(What is needed) Entries follow. Return each line that contains the word "common".
━━━ Material shown ━━━
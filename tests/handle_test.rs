//! Job handle combination/wait semantics and runtime dependency ordering.

use std::sync::atomic::{AtomicBool, AtomicUsize, Ordering};
use std::sync::Arc;
use std::thread;

use chunk_jobs::{JobHandle, JobRuntime};

mod common;
use common::InlineExecutor;

#[test]
fn ready_handle_is_complete_and_wait_returns() {
    let handle = JobHandle::ready();
    assert!(handle.is_complete());
    // Must not block, no matter how often it is waited on.
    handle.wait();
    handle.wait();
}

#[test]
fn deferred_handle_completes_on_set() {
    let (handle, signal) = JobHandle::deferred();
    assert!(!handle.is_complete());

    signal.set();
    assert!(handle.is_complete());
    handle.wait();

    // Setting again is a no-op.
    signal.set();
    assert!(handle.is_complete());
}

#[test]
fn dropping_signal_completes_the_handle() {
    let (handle, signal) = JobHandle::deferred();
    drop(signal);
    assert!(handle.is_complete());
}

#[test]
fn waiting_from_many_threads_is_safe() {
    let (handle, signal) = JobHandle::deferred();
    let woken = Arc::new(AtomicUsize::new(0));

    let waiters: Vec<_> = (0..4)
        .map(|_| {
            let handle = handle.clone();
            let woken = Arc::clone(&woken);
            thread::spawn(move || {
                handle.wait();
                woken.fetch_add(1, Ordering::SeqCst);
            })
        })
        .collect();

    signal.set();
    for waiter in waiters {
        waiter.join().unwrap();
    }
    assert_eq!(woken.load(Ordering::SeqCst), 4);
}

#[test]
fn combined_handle_requires_both_inputs() {
    let (first, first_signal) = JobHandle::deferred();
    let (second, second_signal) = JobHandle::deferred();

    let combined = first.combine(&second);
    assert!(!combined.is_complete());

    first_signal.set();
    assert!(!combined.is_complete());

    second_signal.set();
    assert!(combined.is_complete());

    // Inputs remain independently waitable.
    first.wait();
    second.wait();
}

#[test]
fn ready_is_the_identity_of_combine() {
    let (pending, signal) = JobHandle::deferred();

    let left = JobHandle::ready().combine(&pending);
    let right = pending.combine(&JobHandle::ready());
    assert!(!left.is_complete());
    assert!(!right.is_complete());

    signal.set();
    assert!(left.is_complete());
    assert!(right.is_complete());
}

#[test]
fn combine_prunes_completed_states() {
    let (done, signal) = JobHandle::deferred();
    signal.set();

    let combined = done.combine(&JobHandle::ready());
    assert!(combined.is_complete());
    combined.wait();
}

#[test]
fn spawned_work_does_not_run_before_flush() {
    let runtime = JobRuntime::with_executor(Arc::new(InlineExecutor));
    let ran = Arc::new(AtomicBool::new(false));

    let ran_in_job = Arc::clone(&ran);
    let handle = runtime.spawn(&JobHandle::ready(), move || {
        ran_in_job.store(true, Ordering::SeqCst);
    });

    assert!(!ran.load(Ordering::SeqCst));
    assert!(!handle.is_complete());

    runtime.flush();
    assert!(ran.load(Ordering::SeqCst));
    assert!(handle.is_complete());
}

#[test]
fn spawned_work_waits_for_its_dependency() {
    let runtime = JobRuntime::with_executor(Arc::new(InlineExecutor));
    let (dependency, signal) = JobHandle::deferred();
    let ran = Arc::new(AtomicBool::new(false));

    let ran_in_job = Arc::clone(&ran);
    let handle = runtime.spawn(&dependency, move || {
        ran_in_job.store(true, Ordering::SeqCst);
    });

    runtime.flush();
    assert!(
        !ran.load(Ordering::SeqCst),
        "work must not start before its dependency completes"
    );

    signal.set();
    assert!(ran.load(Ordering::SeqCst));
    assert!(handle.is_complete());
}

#[test]
fn dependency_chains_run_in_order() {
    let runtime = JobRuntime::with_executor(Arc::new(InlineExecutor));
    let order = Arc::new(std::sync::Mutex::new(Vec::new()));

    let first_order = Arc::clone(&order);
    let first = runtime.spawn(&JobHandle::ready(), move || {
        first_order.lock().unwrap().push(1);
    });

    let second_order = Arc::clone(&order);
    let second = runtime.spawn(&first, move || {
        second_order.lock().unwrap().push(2);
    });

    runtime.flush();
    second.wait();
    assert_eq!(*order.lock().unwrap(), vec![1, 2]);
}

#[test]
fn already_complete_dependency_runs_at_flush() {
    let runtime = JobRuntime::with_executor(Arc::new(InlineExecutor));
    let (dependency, signal) = JobHandle::deferred();
    signal.set();

    let ran = Arc::new(AtomicBool::new(false));
    let ran_in_job = Arc::clone(&ran);
    runtime.spawn(&dependency, move || {
        ran_in_job.store(true, Ordering::SeqCst);
    });

    runtime.flush();
    assert!(ran.load(Ordering::SeqCst));
}

#[test]
fn rayon_runtime_executes_spawned_work() {
    let runtime = JobRuntime::new();
    let counter = Arc::new(AtomicUsize::new(0));

    let handles: Vec<_> = (0..8)
        .map(|_| {
            let counter = Arc::clone(&counter);
            runtime.spawn(&JobHandle::ready(), move || {
                counter.fetch_add(1, Ordering::SeqCst);
            })
        })
        .collect();

    runtime.flush();
    for handle in &handles {
        handle.wait();
    }
    assert_eq!(counter.load(Ordering::SeqCst), 8);
}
━━━
(Exercise result)
mod common;
use common::InlineExecutor;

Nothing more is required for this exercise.